Xenocoelomidae Bresciani & Lützen, 1966

Boxshall, Geoff A., O’Reilly, Myles, Sikorski, Andrey & Summerfield, Rebecca, 2019, Mesoparasitic copepods (Copepoda: Cyclopoida) associated with polychaete worms in European seas, Zootaxa 4579 (1), pp. 1-69 : 60

publication ID

https://doi.org/ 10.11646/zootaxa.4579.1.1

publication LSID

lsid:zoobank.org:pub:A4015309-D9B3-4BB7-ABCB-B88A1F8CE5FC

persistent identifier

https://treatment.plazi.org/id/97720E2D-FFD0-D627-CBF7-BAFD0763F0C0

treatment provided by

Plazi

scientific name

Xenocoelomidae Bresciani & Lützen, 1966
status

 

Family Xenocoelomidae Bresciani & Lützen, 1966

This family currently comprises three species placed in two highly transformed genera: Xenocoeloma Caullery & Mesnil, 1915 and Aphanodomus C.B. Wilson, 1924 . The latter is virtually endoparasitic, maintaining only a single opening through the host’s body wall through which paired egg sacs are extruded, while Xenocoeloma appears to be attached completely externally to the host.
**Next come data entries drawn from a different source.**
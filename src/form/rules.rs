use crate::form::field::FieldName;
use crate::form::values::FieldValues;
use crate::widgets::validators::{Predicate, is_blank, trim_value, trimmed_match};
use regex::Regex;
use std::sync::LazyLock;

static URL_PATTERN: LazyLock<Regex> =
    LazyLock::new(|| Regex::new(r"^https://\S+$").expect("valid url pattern"));

pub const INVALID_URL_MESSAGE: &str = "Invalid URL";

/// `https://` followed by at least one non-whitespace character and nothing
/// else, after trimming. The scheme is case-sensitive.
pub fn is_valid_url(value: &str) -> bool {
    URL_PATTERN.is_match(trim_value(value))
}

pub fn url_predicate() -> Predicate {
    trimmed_match(URL_PATTERN.clone())
}

pub fn field_is_valid(field: FieldName, value: &str) -> bool {
    match field {
        FieldName::Title | FieldName::ImdbId => !is_blank(value),
        FieldName::Description => true,
        FieldName::ImgUrl | FieldName::ImdbUrl => is_valid_url(value),
    }
}

pub fn form_is_valid(values: &FieldValues) -> bool {
    FieldName::ALL
        .into_iter()
        .all(|field| field_is_valid(field, values.get(field)))
}

#[cfg(test)]
mod tests {
    use super::{field_is_valid, form_is_valid, is_valid_url};
    use crate::form::field::FieldName;
    use crate::form::values::FieldValues;

    #[test]
    fn url_rule_cases() {
        assert!(is_valid_url("https://a"));
        assert!(is_valid_url("  https://a  "));
        assert!(is_valid_url("https://a.com/x?y=1#z"));
        assert!(!is_valid_url("http://a"));
        assert!(!is_valid_url("https:// "));
        assert!(!is_valid_url("https://"));
        assert!(!is_valid_url("https://a b"));
        assert!(!is_valid_url("HTTPS://a"));
        assert!(!is_valid_url(""));
        assert!(is_valid_url("\u{FEFF}https://a\u{FEFF}"));
        assert!(!is_valid_url("\u{85}https://a"));
    }

    #[test]
    fn description_is_always_valid() {
        assert!(field_is_valid(FieldName::Description, ""));
        assert!(field_is_valid(FieldName::Description, "   "));
    }

    #[test]
    fn text_fields_need_non_blank() {
        for field in [FieldName::Title, FieldName::ImdbId] {
            assert!(!field_is_valid(field, " \t"));
            assert!(field_is_valid(field, " x "));
            assert!(!field_is_valid(field, "\u{FEFF}"));
            assert!(field_is_valid(field, "\u{85}"));
        }
    }

    #[test]
    fn url_predicate_agrees_with_rule() {
        let predicate = super::url_predicate();
        for value in ["https://a", " https://a ", "http://a", "https:// ", "\u{FEFF}https://a", ""] {
            assert_eq!(predicate(value), is_valid_url(value), "{value:?}");
        }
    }

    #[test]
    fn form_validity_is_conjunction() {
        let mut values = FieldValues {
            title: "Inception".to_string(),
            description: String::new(),
            img_url: "https://img".to_string(),
            imdb_url: "https://imdb".to_string(),
            imdb_id: "tt1".to_string(),
        };
        assert!(form_is_valid(&values));
        values.set(FieldName::ImdbUrl, "imdb.com".to_string());
        assert!(!form_is_valid(&values));
    }
}
use crate::form::field::FieldName;
use crate::form::record::MovieRecord;
use crate::widgets::validators::trim_value;

/// Current raw text of every field, exactly as typed.
#[derive(Debug, Clone, Default, PartialEq, Eq)]
pub struct FieldValues {
    pub title: String,
    pub description: String,
    pub img_url: String,
    pub imdb_url: String,
    pub imdb_id: String,
}

impl FieldValues {
    pub fn get(&self, field: FieldName) -> &str {
        match field {
            FieldName::Title => &self.title,
            FieldName::Description => &self.description,
            FieldName::ImgUrl => &self.img_url,
            FieldName::ImdbUrl => &self.imdb_url,
            FieldName::ImdbId => &self.imdb_id,
        }
    }

    pub fn set(&mut self, field: FieldName, value: String) {
        let slot = match field {
            FieldName::Title => &mut self.title,
            FieldName::Description => &mut self.description,
            FieldName::ImgUrl => &mut self.img_url,
            FieldName::ImdbUrl => &mut self.imdb_url,
            FieldName::ImdbId => &mut self.imdb_id,
        };
        *slot = value;
    }

    pub fn clear(&mut self) {
        *self = Self::default();
    }

    pub fn to_record(&self) -> MovieRecord {
        MovieRecord {
            title: trim_value(&self.title).to_string(),
            description: trim_value(&self.description).to_string(),
            img_url: trim_value(&self.img_url).to_string(),
            imdb_url: trim_value(&self.imdb_url).to_string(),
            imdb_id: trim_value(&self.imdb_id).to_string(),
        }
    }
}

#[cfg(test)]
mod tests {
    use super::FieldValues;
    use crate::form::field::FieldName;

    #[test]
    fn set_and_get_address_the_same_slot() {
        let mut values = FieldValues::default();
        for field in FieldName::ALL {
            values.set(field, format!(" {} ", field.key()));
        }
        for field in FieldName::ALL {
            assert_eq!(values.get(field), format!(" {} ", field.key()));
        }
    }

    #[test]
    fn record_is_trimmed_and_trimming_is_idempotent() {
        let mut values = FieldValues::default();
        values.set(FieldName::Title, "  Inception \t".to_string());
        values.set(FieldName::ImdbId, "\ntt1 ".to_string());
        let record = values.to_record();
        assert_eq!(record.title, "Inception");
        assert_eq!(record.imdb_id, "tt1");
        assert_eq!(crate::widgets::validators::trim_value(&record.title), record.title);

        let mut again = FieldValues::default();
        again.set(FieldName::Title, record.title.clone());
        again.set(FieldName::ImdbId, record.imdb_id.clone());
        assert_eq!(again.to_record(), record);
    }

    #[test]
    fn record_trims_byte_order_marks() {
        let mut values = FieldValues::default();
        values.set(FieldName::ImdbId, "\u{FEFF}tt1\u{FEFF}".to_string());
        values.set(FieldName::Description, "\u{85}note".to_string());
        let record = values.to_record();
        assert_eq!(record.imdb_id, "tt1");
        assert_eq!(record.description, "\u{85}note");
    }
}
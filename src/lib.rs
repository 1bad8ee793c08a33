pub mod config;
pub mod error;
pub mod form;
pub mod logging;
pub mod output;
pub mod runtime;
pub mod terminal;
pub mod ui;
pub mod widgets;

pub use error::{Error, Result};
pub use form::{FieldName, MovieForm, MovieRecord, SubmitOutcome};
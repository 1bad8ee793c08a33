use indexmap::IndexMap;
use serde::Serialize;

/// Attribute carrying the stable selector end-to-end scenarios locate nodes by.
pub const TEST_ID_ATTR: &str = "data-cy";

#[derive(Debug, Clone, Copy, PartialEq, Eq, Serialize)]
#[serde(rename_all = "lowercase")]
pub enum Tag {
    Form,
    Heading,
    Field,
    Label,
    Input,
    Help,
    Button,
}

/// A node of the rendered view.
///
/// The tree is what the renderer draws and what tests inspect; attributes
/// keep insertion order so forwarded attributes come out as they went in.
#[derive(Debug, Clone, PartialEq, Eq, Serialize)]
pub struct Element {
    pub tag: Tag,
    #[serde(skip_serializing_if = "IndexMap::is_empty")]
    pub attrs: IndexMap<String, String>,
    #[serde(skip_serializing_if = "Option::is_none")]
    pub text: Option<String>,
    #[serde(skip_serializing_if = "is_false")]
    pub focused: bool,
    #[serde(skip_serializing_if = "Vec::is_empty")]
    pub children: Vec<Element>,
}

fn is_false(value: &bool) -> bool {
    !*value
}

impl Element {
    pub fn new(tag: Tag) -> Self {
        Self {
            tag,
            attrs: IndexMap::new(),
            text: None,
            focused: false,
            children: Vec::new(),
        }
    }

    pub fn with_attr(mut self, name: impl Into<String>, value: impl Into<String>) -> Self {
        self.attrs.insert(name.into(), value.into());
        self
    }

    pub fn with_attrs<'a>(mut self, attrs: impl IntoIterator<Item = (&'a String, &'a String)>) -> Self {
        for (name, value) in attrs {
            self.attrs.insert(name.clone(), value.clone());
        }
        self
    }

    pub fn with_text(mut self, text: impl Into<String>) -> Self {
        self.text = Some(text.into());
        self
    }

    pub fn with_focus(mut self, focused: bool) -> Self {
        self.focused = focused;
        self
    }

    pub fn with_child(mut self, child: Element) -> Self {
        self.children.push(child);
        self
    }

    pub fn attr(&self, name: &str) -> Option<&str> {
        self.attrs.get(name).map(String::as_str)
    }

    pub fn has_attr(&self, name: &str) -> bool {
        self.attrs.contains_key(name)
    }

    pub fn has_class(&self, class: &str) -> bool {
        self.attr("class")
            .is_some_and(|classes| classes.split_whitespace().any(|c| c == class))
    }

    pub fn text(&self) -> &str {
        self.text.as_deref().unwrap_or("")
    }

    pub fn test_id(&self) -> Option<&str> {
        self.attr(TEST_ID_ATTR)
    }

    /// Depth-first search including `self`.
    pub fn find(&self, predicate: &dyn Fn(&Element) -> bool) -> Option<&Element> {
        if predicate(self) {
            return Some(self);
        }
        self.children.iter().find_map(|child| child.find(predicate))
    }

    pub fn find_all<'a>(&'a self, predicate: &dyn Fn(&Element) -> bool, out: &mut Vec<&'a Element>) {
        if predicate(self) {
            out.push(self);
        }
        for child in &self.children {
            child.find_all(predicate, out);
        }
    }

    pub fn by_test_id(&self, id: &str) -> Option<&Element> {
        self.find(&|el| el.test_id() == Some(id))
    }

    pub fn by_tag(&self, tag: Tag) -> Vec<&Element> {
        let mut out = Vec::new();
        self.find_all(&|el| el.tag == tag, &mut out);
        out
    }

    pub fn to_json(&self) -> serde_json::Result<String> {
        serde_json::to_string_pretty(self)
    }
}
Caullery & Mesnil (1919) considered that the body of Xenocoeloma is almost entirely covered by the ectoderm of the host, but subsequent studies by Bocquet et al. (1968) concluded that the outer membrane covering the body is the modified integument of the copepod and is not of host origin. Both genera possess a posteriorly-located common genital atrium, within which both egg sacs originate. Both genera also exhibit an unusual reproductive strategy, cryptogonochorism, in which the mature adult male is effectively reduced to a testis which is housed within the receptaculum masculinum of the female ( Bresciani & Lützen 1972, 1974). The life cycle consists of a dispersal phase, the nauplius, followed by the infective copepodid larva which penetrates the polychaete host, and a parasitic phase. The developmental stages within the host have been summarised by Bresciani & Lützen (1974, fig. 42).